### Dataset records
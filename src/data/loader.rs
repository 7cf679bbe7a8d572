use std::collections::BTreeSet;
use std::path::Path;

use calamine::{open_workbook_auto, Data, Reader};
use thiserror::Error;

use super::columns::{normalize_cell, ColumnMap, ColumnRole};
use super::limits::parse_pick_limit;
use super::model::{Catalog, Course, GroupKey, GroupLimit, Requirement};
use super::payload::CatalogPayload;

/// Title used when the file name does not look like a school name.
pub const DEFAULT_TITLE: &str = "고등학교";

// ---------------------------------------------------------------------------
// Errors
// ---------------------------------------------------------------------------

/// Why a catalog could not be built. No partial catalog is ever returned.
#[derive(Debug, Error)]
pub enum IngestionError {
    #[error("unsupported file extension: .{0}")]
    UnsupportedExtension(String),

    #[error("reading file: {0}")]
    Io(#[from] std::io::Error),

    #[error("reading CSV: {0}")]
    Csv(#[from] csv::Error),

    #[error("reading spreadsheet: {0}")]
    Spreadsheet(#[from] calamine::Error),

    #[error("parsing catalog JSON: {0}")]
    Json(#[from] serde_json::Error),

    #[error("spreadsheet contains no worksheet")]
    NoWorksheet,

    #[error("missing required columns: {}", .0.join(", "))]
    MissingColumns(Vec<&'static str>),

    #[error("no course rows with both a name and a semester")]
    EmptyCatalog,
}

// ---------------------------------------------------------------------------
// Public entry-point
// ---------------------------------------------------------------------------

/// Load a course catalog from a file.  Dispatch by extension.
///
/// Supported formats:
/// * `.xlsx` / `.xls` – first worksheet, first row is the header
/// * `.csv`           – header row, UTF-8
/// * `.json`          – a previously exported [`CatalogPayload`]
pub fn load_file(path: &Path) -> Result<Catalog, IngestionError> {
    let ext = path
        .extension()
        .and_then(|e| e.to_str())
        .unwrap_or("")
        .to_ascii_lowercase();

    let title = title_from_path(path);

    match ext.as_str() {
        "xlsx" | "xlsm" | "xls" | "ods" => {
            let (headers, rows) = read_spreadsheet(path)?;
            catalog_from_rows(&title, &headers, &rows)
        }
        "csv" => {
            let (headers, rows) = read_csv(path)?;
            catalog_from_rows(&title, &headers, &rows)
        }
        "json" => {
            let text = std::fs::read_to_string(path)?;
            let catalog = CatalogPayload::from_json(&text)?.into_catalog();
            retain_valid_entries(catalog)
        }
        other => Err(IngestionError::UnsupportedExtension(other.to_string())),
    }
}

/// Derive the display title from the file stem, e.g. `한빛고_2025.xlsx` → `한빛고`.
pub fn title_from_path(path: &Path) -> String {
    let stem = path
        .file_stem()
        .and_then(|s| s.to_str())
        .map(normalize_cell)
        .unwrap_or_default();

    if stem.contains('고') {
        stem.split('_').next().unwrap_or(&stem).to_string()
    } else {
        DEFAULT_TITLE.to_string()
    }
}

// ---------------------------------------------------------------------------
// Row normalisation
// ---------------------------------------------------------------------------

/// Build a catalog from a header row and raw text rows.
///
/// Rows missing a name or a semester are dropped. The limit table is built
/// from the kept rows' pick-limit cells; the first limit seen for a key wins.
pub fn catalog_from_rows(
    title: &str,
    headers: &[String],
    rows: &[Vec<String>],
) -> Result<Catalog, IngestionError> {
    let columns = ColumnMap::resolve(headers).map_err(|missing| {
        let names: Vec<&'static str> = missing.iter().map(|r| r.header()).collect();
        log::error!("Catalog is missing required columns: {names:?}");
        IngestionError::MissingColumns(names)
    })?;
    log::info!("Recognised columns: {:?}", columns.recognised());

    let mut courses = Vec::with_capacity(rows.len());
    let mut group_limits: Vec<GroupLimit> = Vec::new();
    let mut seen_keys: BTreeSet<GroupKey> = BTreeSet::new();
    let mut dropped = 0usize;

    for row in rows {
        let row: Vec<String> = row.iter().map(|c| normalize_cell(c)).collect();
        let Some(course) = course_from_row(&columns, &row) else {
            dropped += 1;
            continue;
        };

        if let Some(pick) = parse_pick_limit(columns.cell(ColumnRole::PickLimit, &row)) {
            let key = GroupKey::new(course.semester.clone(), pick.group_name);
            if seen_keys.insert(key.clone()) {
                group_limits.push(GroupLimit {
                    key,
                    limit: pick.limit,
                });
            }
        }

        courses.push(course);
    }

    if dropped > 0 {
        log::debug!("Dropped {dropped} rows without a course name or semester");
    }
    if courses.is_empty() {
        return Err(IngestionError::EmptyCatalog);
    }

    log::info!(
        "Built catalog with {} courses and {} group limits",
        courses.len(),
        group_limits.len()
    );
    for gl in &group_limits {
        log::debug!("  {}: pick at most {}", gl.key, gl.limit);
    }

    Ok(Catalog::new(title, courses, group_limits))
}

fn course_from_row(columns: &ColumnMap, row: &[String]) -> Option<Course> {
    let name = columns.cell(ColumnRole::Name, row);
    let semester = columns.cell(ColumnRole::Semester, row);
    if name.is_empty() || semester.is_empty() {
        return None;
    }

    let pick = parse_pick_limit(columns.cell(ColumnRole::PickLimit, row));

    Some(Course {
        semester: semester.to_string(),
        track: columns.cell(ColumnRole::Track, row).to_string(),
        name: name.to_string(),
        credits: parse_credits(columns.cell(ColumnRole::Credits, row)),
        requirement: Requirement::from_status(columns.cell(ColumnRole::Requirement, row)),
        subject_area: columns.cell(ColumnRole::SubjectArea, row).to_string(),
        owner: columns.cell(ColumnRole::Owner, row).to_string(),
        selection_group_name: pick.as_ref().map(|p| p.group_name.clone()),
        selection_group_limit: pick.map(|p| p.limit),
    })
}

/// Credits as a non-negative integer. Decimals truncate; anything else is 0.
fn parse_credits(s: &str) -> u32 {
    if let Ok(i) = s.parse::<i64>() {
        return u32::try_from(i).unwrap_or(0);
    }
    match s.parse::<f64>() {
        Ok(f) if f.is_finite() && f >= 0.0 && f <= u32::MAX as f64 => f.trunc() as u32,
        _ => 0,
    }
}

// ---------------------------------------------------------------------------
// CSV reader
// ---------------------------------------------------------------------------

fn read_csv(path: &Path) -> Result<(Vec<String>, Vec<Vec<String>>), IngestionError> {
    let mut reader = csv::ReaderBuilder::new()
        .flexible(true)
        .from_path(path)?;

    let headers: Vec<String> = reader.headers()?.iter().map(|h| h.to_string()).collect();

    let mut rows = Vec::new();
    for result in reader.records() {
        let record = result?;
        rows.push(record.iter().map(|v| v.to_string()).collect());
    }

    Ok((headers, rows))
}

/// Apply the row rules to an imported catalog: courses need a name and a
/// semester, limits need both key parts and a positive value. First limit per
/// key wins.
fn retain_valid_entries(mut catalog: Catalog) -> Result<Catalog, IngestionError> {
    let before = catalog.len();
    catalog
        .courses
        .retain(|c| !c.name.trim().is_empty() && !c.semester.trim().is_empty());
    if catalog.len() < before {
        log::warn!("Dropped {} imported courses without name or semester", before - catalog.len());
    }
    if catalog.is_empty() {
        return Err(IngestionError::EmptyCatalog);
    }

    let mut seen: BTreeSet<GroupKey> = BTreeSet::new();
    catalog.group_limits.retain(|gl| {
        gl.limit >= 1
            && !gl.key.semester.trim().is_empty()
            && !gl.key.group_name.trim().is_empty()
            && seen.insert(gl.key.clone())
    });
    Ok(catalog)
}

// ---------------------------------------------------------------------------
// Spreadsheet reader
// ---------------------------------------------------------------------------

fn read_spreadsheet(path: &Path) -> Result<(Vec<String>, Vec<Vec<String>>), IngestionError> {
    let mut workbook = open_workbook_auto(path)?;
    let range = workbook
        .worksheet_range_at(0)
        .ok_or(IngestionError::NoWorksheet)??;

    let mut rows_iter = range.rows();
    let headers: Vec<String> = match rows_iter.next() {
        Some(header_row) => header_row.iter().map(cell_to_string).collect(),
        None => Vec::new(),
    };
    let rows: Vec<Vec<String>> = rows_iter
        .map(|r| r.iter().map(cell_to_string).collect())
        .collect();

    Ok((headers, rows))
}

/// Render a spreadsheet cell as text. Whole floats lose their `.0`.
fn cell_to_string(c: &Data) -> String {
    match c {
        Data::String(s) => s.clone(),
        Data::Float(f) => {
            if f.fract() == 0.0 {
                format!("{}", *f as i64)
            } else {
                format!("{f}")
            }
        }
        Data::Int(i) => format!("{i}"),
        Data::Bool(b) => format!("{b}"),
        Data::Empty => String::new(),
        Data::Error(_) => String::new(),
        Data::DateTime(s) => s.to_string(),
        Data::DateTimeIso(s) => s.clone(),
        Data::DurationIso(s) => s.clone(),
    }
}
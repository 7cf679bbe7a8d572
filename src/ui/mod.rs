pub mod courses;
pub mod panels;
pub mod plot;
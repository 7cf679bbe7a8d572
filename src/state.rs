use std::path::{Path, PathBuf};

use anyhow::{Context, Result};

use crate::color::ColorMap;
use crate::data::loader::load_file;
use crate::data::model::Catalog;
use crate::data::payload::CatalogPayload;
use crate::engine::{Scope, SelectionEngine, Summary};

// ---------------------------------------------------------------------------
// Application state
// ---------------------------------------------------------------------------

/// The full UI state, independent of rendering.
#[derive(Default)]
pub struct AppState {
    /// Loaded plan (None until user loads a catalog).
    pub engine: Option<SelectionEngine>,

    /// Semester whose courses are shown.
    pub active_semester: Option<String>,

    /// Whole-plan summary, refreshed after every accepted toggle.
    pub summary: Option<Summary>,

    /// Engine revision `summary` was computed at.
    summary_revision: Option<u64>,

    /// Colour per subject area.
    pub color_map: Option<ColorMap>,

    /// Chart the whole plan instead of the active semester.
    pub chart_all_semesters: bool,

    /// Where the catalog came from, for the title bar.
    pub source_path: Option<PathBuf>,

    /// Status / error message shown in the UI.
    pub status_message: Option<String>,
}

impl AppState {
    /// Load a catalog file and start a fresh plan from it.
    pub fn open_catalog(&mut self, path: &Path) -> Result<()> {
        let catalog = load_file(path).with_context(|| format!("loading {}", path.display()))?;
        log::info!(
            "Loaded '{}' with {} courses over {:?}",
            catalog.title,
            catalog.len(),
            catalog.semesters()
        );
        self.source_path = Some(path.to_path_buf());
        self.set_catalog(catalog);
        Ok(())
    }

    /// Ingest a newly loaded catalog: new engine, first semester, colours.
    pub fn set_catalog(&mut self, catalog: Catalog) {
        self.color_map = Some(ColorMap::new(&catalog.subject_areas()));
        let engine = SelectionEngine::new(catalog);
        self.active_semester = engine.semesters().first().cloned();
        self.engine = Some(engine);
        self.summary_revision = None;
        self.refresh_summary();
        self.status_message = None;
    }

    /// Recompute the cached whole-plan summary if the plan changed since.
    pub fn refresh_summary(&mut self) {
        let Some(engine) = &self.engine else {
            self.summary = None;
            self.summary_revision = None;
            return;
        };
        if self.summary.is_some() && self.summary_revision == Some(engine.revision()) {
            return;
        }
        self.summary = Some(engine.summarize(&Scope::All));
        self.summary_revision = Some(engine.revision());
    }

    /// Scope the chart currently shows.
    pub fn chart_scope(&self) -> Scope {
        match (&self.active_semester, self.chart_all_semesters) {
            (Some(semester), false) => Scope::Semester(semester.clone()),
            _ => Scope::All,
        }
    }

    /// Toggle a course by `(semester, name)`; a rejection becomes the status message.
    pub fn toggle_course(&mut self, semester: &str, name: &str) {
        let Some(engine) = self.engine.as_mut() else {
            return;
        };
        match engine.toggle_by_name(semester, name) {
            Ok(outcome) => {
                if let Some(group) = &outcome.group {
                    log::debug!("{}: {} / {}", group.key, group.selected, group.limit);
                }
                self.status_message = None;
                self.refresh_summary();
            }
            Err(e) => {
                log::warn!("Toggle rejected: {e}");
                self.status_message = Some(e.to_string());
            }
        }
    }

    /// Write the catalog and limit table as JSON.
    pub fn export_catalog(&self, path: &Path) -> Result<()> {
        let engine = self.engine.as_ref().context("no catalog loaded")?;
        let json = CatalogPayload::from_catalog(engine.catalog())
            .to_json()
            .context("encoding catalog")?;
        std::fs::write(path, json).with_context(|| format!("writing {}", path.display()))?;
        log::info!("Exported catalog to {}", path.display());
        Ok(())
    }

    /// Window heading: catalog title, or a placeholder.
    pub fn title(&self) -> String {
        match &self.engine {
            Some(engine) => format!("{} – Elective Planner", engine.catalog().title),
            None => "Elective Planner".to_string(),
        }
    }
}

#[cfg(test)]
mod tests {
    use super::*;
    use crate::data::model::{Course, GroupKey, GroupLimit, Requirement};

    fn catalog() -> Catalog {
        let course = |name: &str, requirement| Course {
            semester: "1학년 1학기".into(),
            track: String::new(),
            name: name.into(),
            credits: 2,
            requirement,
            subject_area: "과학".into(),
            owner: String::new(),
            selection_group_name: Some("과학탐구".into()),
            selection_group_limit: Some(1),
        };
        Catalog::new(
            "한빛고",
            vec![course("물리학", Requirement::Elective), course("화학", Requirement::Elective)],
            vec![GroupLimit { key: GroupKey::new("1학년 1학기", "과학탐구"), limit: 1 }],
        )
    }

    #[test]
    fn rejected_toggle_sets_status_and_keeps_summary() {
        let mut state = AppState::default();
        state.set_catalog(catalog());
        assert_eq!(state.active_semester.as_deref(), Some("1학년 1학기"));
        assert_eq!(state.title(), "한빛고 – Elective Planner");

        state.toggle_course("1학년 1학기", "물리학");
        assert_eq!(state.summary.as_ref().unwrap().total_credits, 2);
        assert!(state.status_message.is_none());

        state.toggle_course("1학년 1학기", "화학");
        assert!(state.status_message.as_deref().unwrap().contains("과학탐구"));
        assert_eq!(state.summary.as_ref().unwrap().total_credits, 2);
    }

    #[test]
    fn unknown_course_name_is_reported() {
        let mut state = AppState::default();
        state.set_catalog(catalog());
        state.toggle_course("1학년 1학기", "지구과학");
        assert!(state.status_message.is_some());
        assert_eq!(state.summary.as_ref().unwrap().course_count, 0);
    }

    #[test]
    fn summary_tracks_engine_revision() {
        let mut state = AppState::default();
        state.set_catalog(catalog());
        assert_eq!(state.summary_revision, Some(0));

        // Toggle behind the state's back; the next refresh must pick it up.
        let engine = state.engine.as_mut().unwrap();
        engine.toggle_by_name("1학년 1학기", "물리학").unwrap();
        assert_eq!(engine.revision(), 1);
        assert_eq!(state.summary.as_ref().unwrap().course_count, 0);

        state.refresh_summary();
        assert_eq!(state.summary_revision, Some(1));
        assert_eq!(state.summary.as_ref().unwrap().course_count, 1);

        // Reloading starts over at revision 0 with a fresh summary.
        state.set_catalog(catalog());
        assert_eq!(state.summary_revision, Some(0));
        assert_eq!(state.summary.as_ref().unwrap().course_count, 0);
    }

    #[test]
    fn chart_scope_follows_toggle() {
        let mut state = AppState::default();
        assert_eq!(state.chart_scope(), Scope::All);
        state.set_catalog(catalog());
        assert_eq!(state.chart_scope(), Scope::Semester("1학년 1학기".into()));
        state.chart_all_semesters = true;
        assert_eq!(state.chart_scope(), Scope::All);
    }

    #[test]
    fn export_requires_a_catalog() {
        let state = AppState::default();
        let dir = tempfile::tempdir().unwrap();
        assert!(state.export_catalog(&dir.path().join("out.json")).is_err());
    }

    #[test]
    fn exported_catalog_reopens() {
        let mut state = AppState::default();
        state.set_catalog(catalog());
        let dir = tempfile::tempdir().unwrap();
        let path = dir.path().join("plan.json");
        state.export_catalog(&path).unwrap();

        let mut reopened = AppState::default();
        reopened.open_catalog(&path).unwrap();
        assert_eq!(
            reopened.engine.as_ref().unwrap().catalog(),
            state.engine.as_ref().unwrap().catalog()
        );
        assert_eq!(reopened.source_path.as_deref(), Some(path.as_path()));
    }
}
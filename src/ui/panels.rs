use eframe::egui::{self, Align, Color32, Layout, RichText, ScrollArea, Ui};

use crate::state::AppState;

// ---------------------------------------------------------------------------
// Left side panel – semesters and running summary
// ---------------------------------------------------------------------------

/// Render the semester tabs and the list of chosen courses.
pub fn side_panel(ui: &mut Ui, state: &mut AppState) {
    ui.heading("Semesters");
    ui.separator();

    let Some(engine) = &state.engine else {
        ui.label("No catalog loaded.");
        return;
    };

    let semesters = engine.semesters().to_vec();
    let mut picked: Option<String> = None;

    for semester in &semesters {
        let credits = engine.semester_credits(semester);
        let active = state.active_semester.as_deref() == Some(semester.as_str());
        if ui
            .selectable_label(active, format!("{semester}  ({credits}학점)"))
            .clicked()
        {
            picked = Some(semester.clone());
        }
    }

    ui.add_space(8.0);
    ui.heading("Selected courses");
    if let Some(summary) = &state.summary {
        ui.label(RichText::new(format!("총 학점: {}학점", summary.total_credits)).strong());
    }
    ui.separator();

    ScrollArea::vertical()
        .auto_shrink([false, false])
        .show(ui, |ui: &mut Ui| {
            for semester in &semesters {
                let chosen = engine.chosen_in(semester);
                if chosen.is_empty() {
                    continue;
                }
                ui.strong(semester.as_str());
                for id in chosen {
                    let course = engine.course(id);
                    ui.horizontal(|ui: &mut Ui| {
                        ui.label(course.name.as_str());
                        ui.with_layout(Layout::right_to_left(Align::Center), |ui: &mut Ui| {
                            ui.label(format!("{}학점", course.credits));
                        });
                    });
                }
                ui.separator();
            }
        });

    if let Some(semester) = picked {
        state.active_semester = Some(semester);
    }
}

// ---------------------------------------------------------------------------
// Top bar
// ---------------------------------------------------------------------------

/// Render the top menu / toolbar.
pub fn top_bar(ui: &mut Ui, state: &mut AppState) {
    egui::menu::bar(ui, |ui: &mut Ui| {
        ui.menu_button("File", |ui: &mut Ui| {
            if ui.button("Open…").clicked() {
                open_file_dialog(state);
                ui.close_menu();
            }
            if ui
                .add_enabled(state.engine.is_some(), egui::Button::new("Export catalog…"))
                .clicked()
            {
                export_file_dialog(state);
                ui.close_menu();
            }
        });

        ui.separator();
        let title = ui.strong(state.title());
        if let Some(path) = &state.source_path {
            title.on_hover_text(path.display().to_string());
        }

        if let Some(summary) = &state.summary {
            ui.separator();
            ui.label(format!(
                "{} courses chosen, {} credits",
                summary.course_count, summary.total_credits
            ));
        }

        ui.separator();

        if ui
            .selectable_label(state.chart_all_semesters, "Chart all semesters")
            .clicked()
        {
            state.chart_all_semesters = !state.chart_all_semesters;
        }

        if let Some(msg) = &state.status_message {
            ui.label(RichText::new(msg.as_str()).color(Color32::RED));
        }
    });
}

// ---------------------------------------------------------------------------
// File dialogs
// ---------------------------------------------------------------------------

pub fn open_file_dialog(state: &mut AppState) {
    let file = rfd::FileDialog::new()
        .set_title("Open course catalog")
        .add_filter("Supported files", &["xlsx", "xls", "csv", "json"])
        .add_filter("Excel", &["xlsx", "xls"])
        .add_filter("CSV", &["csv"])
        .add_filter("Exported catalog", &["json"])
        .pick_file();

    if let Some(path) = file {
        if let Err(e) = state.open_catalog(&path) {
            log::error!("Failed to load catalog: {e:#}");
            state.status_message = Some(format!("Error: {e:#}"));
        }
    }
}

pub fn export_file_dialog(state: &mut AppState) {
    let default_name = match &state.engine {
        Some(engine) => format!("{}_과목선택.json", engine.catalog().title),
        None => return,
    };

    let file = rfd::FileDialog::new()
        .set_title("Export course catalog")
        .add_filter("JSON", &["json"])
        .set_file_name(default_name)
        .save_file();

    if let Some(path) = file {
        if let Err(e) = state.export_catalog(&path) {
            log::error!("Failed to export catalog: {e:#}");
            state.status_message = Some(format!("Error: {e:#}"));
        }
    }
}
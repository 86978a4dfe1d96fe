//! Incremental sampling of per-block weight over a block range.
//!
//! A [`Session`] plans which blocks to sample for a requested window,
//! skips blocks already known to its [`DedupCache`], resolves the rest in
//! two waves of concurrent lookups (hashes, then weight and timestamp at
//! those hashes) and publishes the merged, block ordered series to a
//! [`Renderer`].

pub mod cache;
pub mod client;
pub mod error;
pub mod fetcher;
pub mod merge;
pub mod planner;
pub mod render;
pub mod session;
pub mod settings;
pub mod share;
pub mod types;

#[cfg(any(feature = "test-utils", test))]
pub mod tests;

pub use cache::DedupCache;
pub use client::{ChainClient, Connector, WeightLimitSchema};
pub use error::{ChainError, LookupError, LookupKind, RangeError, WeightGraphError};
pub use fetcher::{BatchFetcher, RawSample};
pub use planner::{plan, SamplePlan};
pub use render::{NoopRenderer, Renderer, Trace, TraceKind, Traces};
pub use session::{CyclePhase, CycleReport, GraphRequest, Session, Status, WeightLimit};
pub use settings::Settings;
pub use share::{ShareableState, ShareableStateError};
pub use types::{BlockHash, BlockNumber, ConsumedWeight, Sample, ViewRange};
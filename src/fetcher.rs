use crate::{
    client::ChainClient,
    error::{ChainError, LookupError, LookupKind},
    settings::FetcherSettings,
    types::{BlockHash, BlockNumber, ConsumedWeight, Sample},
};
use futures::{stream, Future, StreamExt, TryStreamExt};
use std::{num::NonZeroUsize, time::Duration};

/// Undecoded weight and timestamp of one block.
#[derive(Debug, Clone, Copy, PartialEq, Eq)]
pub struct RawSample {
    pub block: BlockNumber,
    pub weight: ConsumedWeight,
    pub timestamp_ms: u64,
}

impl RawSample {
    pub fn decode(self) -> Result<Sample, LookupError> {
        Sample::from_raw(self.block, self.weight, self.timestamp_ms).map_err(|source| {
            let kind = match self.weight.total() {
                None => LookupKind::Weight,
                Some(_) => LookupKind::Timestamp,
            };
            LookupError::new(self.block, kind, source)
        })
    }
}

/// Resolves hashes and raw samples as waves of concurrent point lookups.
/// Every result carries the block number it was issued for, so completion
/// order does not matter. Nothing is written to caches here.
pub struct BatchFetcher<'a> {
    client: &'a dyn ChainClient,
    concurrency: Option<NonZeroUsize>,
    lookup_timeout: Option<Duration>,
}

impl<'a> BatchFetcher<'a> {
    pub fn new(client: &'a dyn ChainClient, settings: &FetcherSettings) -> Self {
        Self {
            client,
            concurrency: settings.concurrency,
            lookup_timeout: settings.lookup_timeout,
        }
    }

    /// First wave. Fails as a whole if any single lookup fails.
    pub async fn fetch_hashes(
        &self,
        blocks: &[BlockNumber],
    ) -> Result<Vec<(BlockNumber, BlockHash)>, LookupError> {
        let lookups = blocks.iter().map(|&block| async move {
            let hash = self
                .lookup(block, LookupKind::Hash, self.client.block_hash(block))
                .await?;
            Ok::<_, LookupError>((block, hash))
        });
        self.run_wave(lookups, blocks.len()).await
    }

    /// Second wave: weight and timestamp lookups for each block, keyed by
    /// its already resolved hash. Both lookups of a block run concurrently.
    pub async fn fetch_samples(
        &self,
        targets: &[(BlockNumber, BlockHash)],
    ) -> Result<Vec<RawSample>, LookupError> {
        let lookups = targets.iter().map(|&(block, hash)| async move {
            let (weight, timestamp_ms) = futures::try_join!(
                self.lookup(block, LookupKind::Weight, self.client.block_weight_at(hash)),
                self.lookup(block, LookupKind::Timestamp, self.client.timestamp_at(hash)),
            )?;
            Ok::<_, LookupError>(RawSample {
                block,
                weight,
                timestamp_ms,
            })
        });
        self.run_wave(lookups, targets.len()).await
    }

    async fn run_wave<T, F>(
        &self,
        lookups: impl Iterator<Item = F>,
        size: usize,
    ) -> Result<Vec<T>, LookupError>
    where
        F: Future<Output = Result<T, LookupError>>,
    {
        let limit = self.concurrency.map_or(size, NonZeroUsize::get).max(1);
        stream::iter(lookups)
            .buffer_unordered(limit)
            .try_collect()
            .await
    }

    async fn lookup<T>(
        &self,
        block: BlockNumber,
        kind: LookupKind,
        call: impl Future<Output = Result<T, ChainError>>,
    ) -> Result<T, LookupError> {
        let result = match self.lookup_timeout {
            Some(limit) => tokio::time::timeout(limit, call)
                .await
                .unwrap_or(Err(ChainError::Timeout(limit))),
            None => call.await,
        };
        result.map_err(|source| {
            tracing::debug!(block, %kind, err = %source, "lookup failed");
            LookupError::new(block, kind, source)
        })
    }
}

### ASSIGNED TASK
Across the preceding records, count the lines with the word "RichText" in them and give that figure alone.

### REPLY TO THE TASK
3